Il faut donc plus qu’une connexion Internet pour garantir l’accès des artisans aux marchés mondiaux; il faut aussi une assurance qualité, un transport de bout en bout, des relations entre les acheteurs potentiels et une chaîne logistique bien gérée. Il faut plus qu’une connexion sans fil pour que fonctionne la télémédecine rurale; il faut aussi du personnel de santé localement fiable, un soutien technique et une maintenance, des hôpitaux et des médecins intéressés par la ruralité. Et il faut plus que des téléphones mobiles pour améliorer les moyens de subsistance des habitants des taudis; il faut aussi une formation qualifiante, l’expansion de réseaux sociaux fiables et des emplois offrant des salaires à hauteur des compétences.
Lorsque les TIC ont un impact positif, elles renforcent les tendances ou les institutions déjà efficaces. Ainsi dans le projet Digital Green que j’ai contribué à lancer en Inde, des vidéos peu coûteuses sur les pratiques agricoles sont utilisées lors de séances d’éducation destinées aux agriculteurs avec intervention d’un tiers. Une étude pilote a révélé que Digital Green est 10 fois plus efficace que la vulgarisation agricole quand il s’agit de persuader les fermiers d’adopter de nouvelles pratiques agricoles. Mais, si la technologie est essentielle à Digital Green, son impact repose aussi sur les partenaires qui gèrent les programmes de vulgarisation agricoles efficaces. Il faut un responsable pour organiser les villageois, pour produire le contenu, pour dispenser la formation et appuyer les intermédiaires. L’expansion de Digital Green est limitée non par le volume d’équipement vidéo qu’il peut acheter mais le nombre d’organisations de vulgarisation agricoles efficaces dans le monde. Sans elles, la technologie est inutile. Il faut développer la capacité institutionnelle avant d’introduire la technologie Digital Green. Diffuser la technologie est facile – renforcer les capacités humaine et institutionnelle est le défi à relever.

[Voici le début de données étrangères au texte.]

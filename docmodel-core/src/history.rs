//! Revision history.
//!
//! When history is enabled, the pre-update body of every document touched by
//! an update is stored as a [`VersionRecord`] in a sibling collection
//! (`<model>Versions` by default). Capture happens strictly before the update
//! is persisted: if capture fails, the update is not applied.
//!
//! Capture and update are two separate storage calls. Whether they are atomic
//! together is up to the storage collaborator.

use bson::{DateTime, doc};
use serde::{Deserialize, Serialize};
use tracing::debug;

use crate::backend::StorageBackend;
use crate::document::{Document, ID, document_id, document_version, new_id};
use crate::error::{ModelError, ModelResult};
use crate::query::{Filter, Query, SortDirection};

const DOCUMENT: &str = "_document";
const CAPTURED_AT: &str = "_capturedAt";

/// Snapshot of a document as it was before one update.
#[derive(Debug, Clone, PartialEq, Serialize, Deserialize)]
pub struct VersionRecord {
    /// Id of the record itself.
    #[serde(rename = "_id")]
    pub id: String,
    /// Id of the document the snapshot belongs to.
    #[serde(rename = "_document")]
    pub document_id: String,
    /// `_version` of the document at capture time.
    #[serde(rename = "_version")]
    pub version: i64,
    #[serde(rename = "_capturedAt")]
    pub captured_at: DateTime,
    /// The complete document body at capture time.
    pub body: Document,
}

impl VersionRecord {
    /// Snapshots `document`.
    ///
    /// # Errors
    ///
    /// Fails when the document has no `_id`.
    pub fn capture(document: &Document) -> ModelResult<Self> {
        let document_id = document_id(document).ok_or_else(|| {
            ModelError::Serialization("cannot capture a version of a document without an id".to_string())
        })?;

        Ok(VersionRecord {
            id: new_id(),
            document_id,
            version: document_version(document),
            captured_at: DateTime::now(),
            body: document.clone(),
        })
    }

    fn to_document(&self) -> Document {
        doc! {
            ID: self.id.clone(),
            DOCUMENT: self.document_id.clone(),
            "_version": self.version,
            CAPTURED_AT: self.captured_at,
            "body": self.body.clone(),
        }
    }

    fn from_document(document: Document) -> ModelResult<Self> {
        crate::document::from_document(document)
    }
}

/// History of one model.
#[derive(Debug, Clone, PartialEq, Eq)]
pub struct History {
    collection: String,
}

impl History {
    pub fn new(collection: impl Into<String>) -> Self {
        History {
            collection: collection.into(),
        }
    }

    pub fn collection(&self) -> &str {
        &self.collection
    }

    /// Stores a snapshot of every document and returns the records in input order.
    pub async fn capture_versions(
        &self,
        storage: &dyn StorageBackend,
        documents: &[Document],
    ) -> ModelResult<Vec<VersionRecord>> {
        if documents.is_empty() {
            return Ok(Vec::new());
        }

        let records = documents
            .iter()
            .map(VersionRecord::capture)
            .collect::<ModelResult<Vec<_>>>()?;

        storage
            .insert(records.iter().map(VersionRecord::to_document).collect(), &self.collection)
            .await?;

        debug!(collection = %self.collection, count = records.len(), "captured versions");

        Ok(records)
    }

    /// Lists the versions of a document, oldest first.
    pub async fn get_versions(&self, storage: &dyn StorageBackend, document_id: &str) -> ModelResult<Vec<VersionRecord>> {
        let query = Query::builder()
            .filter(Filter::eq(DOCUMENT, document_id))
            .sort(CAPTURED_AT, SortDirection::Asc)
            .sort("_version", SortDirection::Asc)
            .build();

        storage
            .find(&query, &self.collection)
            .await?
            .results
            .into_iter()
            .map(VersionRecord::from_document)
            .collect()
    }

    /// Fetches one version record by its id.
    pub async fn get_version(
        &self,
        storage: &dyn StorageBackend,
        document_id: &str,
        version_id: &str,
    ) -> ModelResult<Option<VersionRecord>> {
        let query = Query::builder()
            .filter(Filter::and([Filter::eq(DOCUMENT, document_id), Filter::eq(ID, version_id)]))
            .limit(1)
            .build();

        storage
            .find(&query, &self.collection)
            .await?
            .results
            .into_iter()
            .next()
            .map(VersionRecord::from_document)
            .transpose()
    }
}

#[cfg(test)]
mod tests {
    use super::*;
    use pretty_assertions::assert_eq;

    #[test]
    fn captures_id_and_version() {
        let record = VersionRecord::capture(&doc! { "_id": "a", "_version": 3, "title": "Dune" }).unwrap();

        assert_eq!(record.document_id, "a");
        assert_eq!(record.version, 3);
        assert_eq!(record.body.get_str("title").unwrap(), "Dune");
    }

    #[test]
    fn refuses_documents_without_id() {
        assert!(VersionRecord::capture(&doc! { "title": "Dune" }).is_err());
    }

    #[test]
    fn stored_shape_round_trips() {
        let record = VersionRecord::capture(&doc! { "_id": "a", "_version": 1 }).unwrap();
        let stored = record.to_document();

        assert_eq!(stored.get_str("_document").unwrap(), "a");
        assert_eq!(VersionRecord::from_document(stored).unwrap(), record);
    }
}
//! Detached execution of post-persistence work.
//!
//! `after*` hooks and search indexing run after a mutation has been answered.
//! The core does not own a runtime: a [`Spawner`] can be injected through
//! [`ModelBuilder::spawner`](crate::model::ModelBuilder::spawner). Without
//! one, work goes to the ambient tokio runtime when there is one and is
//! otherwise awaited in place.

use std::fmt::Debug;

use futures::future::BoxFuture;
use tracing::debug;

/// Runs a future to completion without the caller waiting on it.
pub trait Spawner: Send + Sync + Debug {
    fn spawn(&self, task: BoxFuture<'static, ()>);
}

/// Spawns onto the tokio runtime the caller is running in.
///
/// Panics when called outside a tokio runtime, like `tokio::spawn`.
#[derive(Debug, Clone, Copy, Default)]
pub struct TokioSpawner;

impl Spawner for TokioSpawner {
    fn spawn(&self, task: BoxFuture<'static, ()>) {
        tokio::spawn(task);
    }
}

/// Hands `task` to `spawner`, or falls back to the ambient runtime.
pub(crate) async fn detach(spawner: Option<&dyn Spawner>, task: Option<BoxFuture<'static, ()>>) {
    let Some(task) = task else {
        return;
    };

    if let Some(spawner) = spawner {
        spawner.spawn(task);
        return;
    }

    match tokio::runtime::Handle::try_current() {
        Ok(handle) => {
            handle.spawn(task);
        }
        Err(_) => {
            debug!("no tokio runtime, running detached work in place");
            task.await;
        }
    }
}
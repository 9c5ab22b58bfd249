//! Schema-driven document models over pluggable storage.
//!
//! This crate is the core of the docmodel project. A [`Model`](model::Model)
//! binds a collection to a [`Schema`](schema::Schema) and runs every request
//! through the same pipeline:
//!
//! - **Query normalization** ([`normalize`]) - raw filters and query-string options become a [`Query`](query::Query)
//! - **Field projections** ([`projection`]) - requested fields merged with the fields a client may see
//! - **Validation** ([`validator`]) - documents checked against the schema before they are written
//! - **Field transforms** ([`transform`]) - per-field conversions before and after persistence
//! - **Hooks** ([`hook`]) - named, ordered lifecycle callbacks around create, update and delete
//! - **Revision history** ([`history`]) - snapshots of every document before it is updated
//! - **Output formatting** ([`formatter`]) - bookkeeping fields hidden, dates rendered
//!
//! Storage, access control and search indexing are collaborators behind the
//! [`backend`], [`access`] and [`search`] traits.
//!
//! # Example
//!
//! ```ignore
//! use docmodel_core::model::{CreateOptions, Model};
//! use docmodel_core::schema::{FieldDefinition, FieldType, Schema};
//!
//! let schema = Schema::new()
//!     .field("title", FieldDefinition::new(FieldType::String).required())
//!     .field("pages", FieldDefinition::new(FieldType::Number));
//!
//! let books = Model::builder("books", schema).storage(store).build()?;
//! let created = books
//!     .create(doc! { "title": "Dune", "pages": 412 }, Document::new(), CreateOptions::default())
//!     .await?;
//! ```

#[allow(unused_extern_crates)]
extern crate self as docmodel_core;

pub mod access;
pub mod backend;
pub mod document;
pub mod error;
pub mod formatter;
pub mod history;
pub mod hook;
pub mod model;
pub mod normalize;
pub mod page;
pub mod projection;
pub mod query;
pub mod registry;
pub mod schema;
pub mod search;
pub mod settings;
pub mod spawn;
pub mod transform;
pub mod validator;
mod common;

use common::*;
use docmodel::memory::InMemoryStore;
use docmodel::prelude::*;
use pretty_assertions::assert_eq;

#[tokio::test]
async fn update_sets_fields_and_bumps_the_version() {
    let store = InMemoryStore::new();
    let model = books(&store);
    let seeded = seed(&model).await;
    let id = id_of(&seeded[0]);

    let updated = model
        .update(
            doc! { "_id": &id },
            doc! { "pages": 500 },
            UpdateOptions::default().client(Client::new("editor")).raw_output(),
        )
        .await
        .unwrap();

    assert_eq!(updated.results.len(), 1);
    let document = &updated.results[0];
    assert_eq!(document.get_i32("pages").unwrap(), 500);
    assert_eq!(document.get("_version"), Some(&Bson::Int64(2)));
    assert_eq!(document.get_str("_lastModifiedBy").unwrap(), "editor");
    assert!(document.get_i64("_lastModifiedAt").is_ok());
    assert_eq!(document.get_str("title").unwrap(), "Dune");
}

#[tokio::test]
async fn update_captures_the_previous_body() {
    let store = InMemoryStore::new();
    let model = books(&store);
    let seeded = seed(&model).await;
    let id = id_of(&seeded[0]);

    let first = model
        .update(doc! { "_id": &id }, doc! { "pages": 500 }, UpdateOptions::default().raw_output())
        .await
        .unwrap();
    model
        .update(doc! { "_id": &id }, doc! { "pages": 600 }, UpdateOptions::default())
        .await
        .unwrap();

    let versions = model.get_versions(&id).await.unwrap();
    assert_eq!(versions.len(), 2);
    assert_eq!(versions[0].version, 1);
    assert_eq!(versions[0].body.get_i32("pages").unwrap(), 412);
    assert_eq!(versions[1].version, 2);
    assert_eq!(versions[1].body.get_i32("pages").unwrap(), 500);

    let history = first.results[0].get_array("_history").unwrap();
    assert_eq!(history, &vec![Bson::String(versions[0].id.clone())]);

    let stored = store.documents("books").await;
    let current = stored.iter().find(|d| id_of(d) == id).unwrap();
    assert_eq!(current.get_array("_history").unwrap().len(), 2);

    let version = model.get_version(&id, &versions[1].id).await.unwrap().unwrap();
    assert_eq!(version, versions[1]);
    assert_eq!(model.get_version(&id, "missing").await.unwrap(), None);
}

#[tokio::test]
async fn versions_live_in_the_sibling_collection() {
    let store = InMemoryStore::new();
    let model = books(&store);
    let seeded = seed(&model).await;

    model
        .update(doc! { "_id": id_of(&seeded[1]) }, doc! { "pages": 321 }, UpdateOptions::default())
        .await
        .unwrap();

    assert_eq!(model.history().unwrap().collection(), "booksVersions");
    assert_eq!(store.documents("booksVersions").await.len(), 1);
}

#[tokio::test]
async fn update_without_history_keeps_no_versions() {
    let store = InMemoryStore::new();
    let settings = ModelSettings {
        store_revisions: Some(false),
        ..ModelSettings::default()
    };
    let model = books_with(&store, settings);
    let seeded = seed(&model).await;
    let id = id_of(&seeded[0]);

    let updated = model
        .update(doc! { "_id": &id }, doc! { "pages": 500 }, UpdateOptions::default().raw_output())
        .await
        .unwrap();

    assert!(!updated.results[0].contains_key("_history"));
    assert!(store.documents("booksVersions").await.is_empty());
    assert!(matches!(
        model.get_versions(&id).await.unwrap_err(),
        ModelError::Configuration(_)
    ));
}

#[tokio::test]
async fn update_matching_nothing_returns_no_results() {
    let store = InMemoryStore::new();
    let model = books(&store);
    seed(&model).await;

    let updated = model
        .update(doc! { "title": "Missing" }, doc! { "pages": 1 }, UpdateOptions::default())
        .await
        .unwrap();

    assert!(updated.results.is_empty());
    assert!(store.documents("booksVersions").await.is_empty());
}

#[tokio::test]
async fn update_applies_to_every_match() {
    let store = InMemoryStore::new();
    let model = books(&store);
    seed(&model).await;

    let updated = model
        .update(r#"{ "status": "published" }"#, doc! { "status": "archived" }, UpdateOptions::default())
        .await
        .unwrap();

    assert_eq!(updated.results.len(), 2);
    assert_eq!(store.documents("booksVersions").await.len(), 2);
}

#[tokio::test]
async fn partial_updates_skip_required_checks_but_not_types() {
    let store = InMemoryStore::new();
    let model = books(&store);
    let seeded = seed(&model).await;
    let id = id_of(&seeded[0]);

    model
        .update(doc! { "_id": &id }, doc! { "author": "F. Herbert" }, UpdateOptions::default())
        .await
        .unwrap();

    let err = model
        .update(doc! { "_id": &id }, doc! { "pages": "many" }, UpdateOptions::default())
        .await
        .unwrap_err();
    let ModelError::Validation(errors) = err else {
        panic!("expected a validation error, got {err:?}");
    };
    assert_eq!(errors[0].code, "ERROR_VALUE_INVALID");
}

#[tokio::test]
async fn update_cannot_rewrite_identity_or_bookkeeping() {
    let store = InMemoryStore::new();
    let model = books(&store);
    let seeded = seed(&model).await;
    let id = id_of(&seeded[0]);

    let updated = model
        .update(
            doc! { "_id": &id },
            doc! { "_id": "other", "_version": 99, "title": "Dune Messiah" },
            UpdateOptions::default().raw_output(),
        )
        .await
        .unwrap();

    let document = &updated.results[0];
    assert_eq!(id_of(document), id);
    assert_eq!(document.get("_version"), Some(&Bson::Int64(2)));
    assert_eq!(document.get_str("title").unwrap(), "Dune Messiah");
}

#[tokio::test]
async fn forbidden_operators_are_rejected() {
    let store = InMemoryStore::new();
    let model = books(&store);

    let err = model
        .update(doc! { "$where": "true" }, doc! { "pages": 1 }, UpdateOptions::default())
        .await
        .unwrap_err();

    assert_eq!(err.code(), "ERROR_FORBIDDEN_OPERATOR");
}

Pour ceux qui envisagent d’introduire les TIC dans l’Aide pour le commerce, j’ai deux recommandations. Premièrement, se concentrer sur l’essentiel. Il n’y a pas de moyens rapides de créer des marchés et des partenariats fiables. Il faut renforcer le capital humain, nouer des relations de confiance et bâtir des chaînes logistiques maillon après maillon. Les TIC peuvent jouer un rôle à ce niveau mais il restera mineur; elles assumeront tout au plus un rôle de soutien. En particulier, toute initiative basée principalement sur les TIC a peu de chances de résoudre un problème social et institutionnel complexe.
Deuxièmement, identifier les tendances ou les organisations ayant prouvé leur impact sur le commerce et le développement puis concevoir la technologie qui renforcera l’impact. Bien sûr, il faut une bonne conception, des ressources opérationnelles et un effort constant pour continuer d’exploiter la technologie; c’est exactement ce que les personnes et institutions compétentes et bien intentionnées peuvent fournir.
La technologie peut accomplir de grandes choses mais pas sans les bonnes intentions et capacités humaines.
1 Choupal signifie lieu de rencontre en hindi.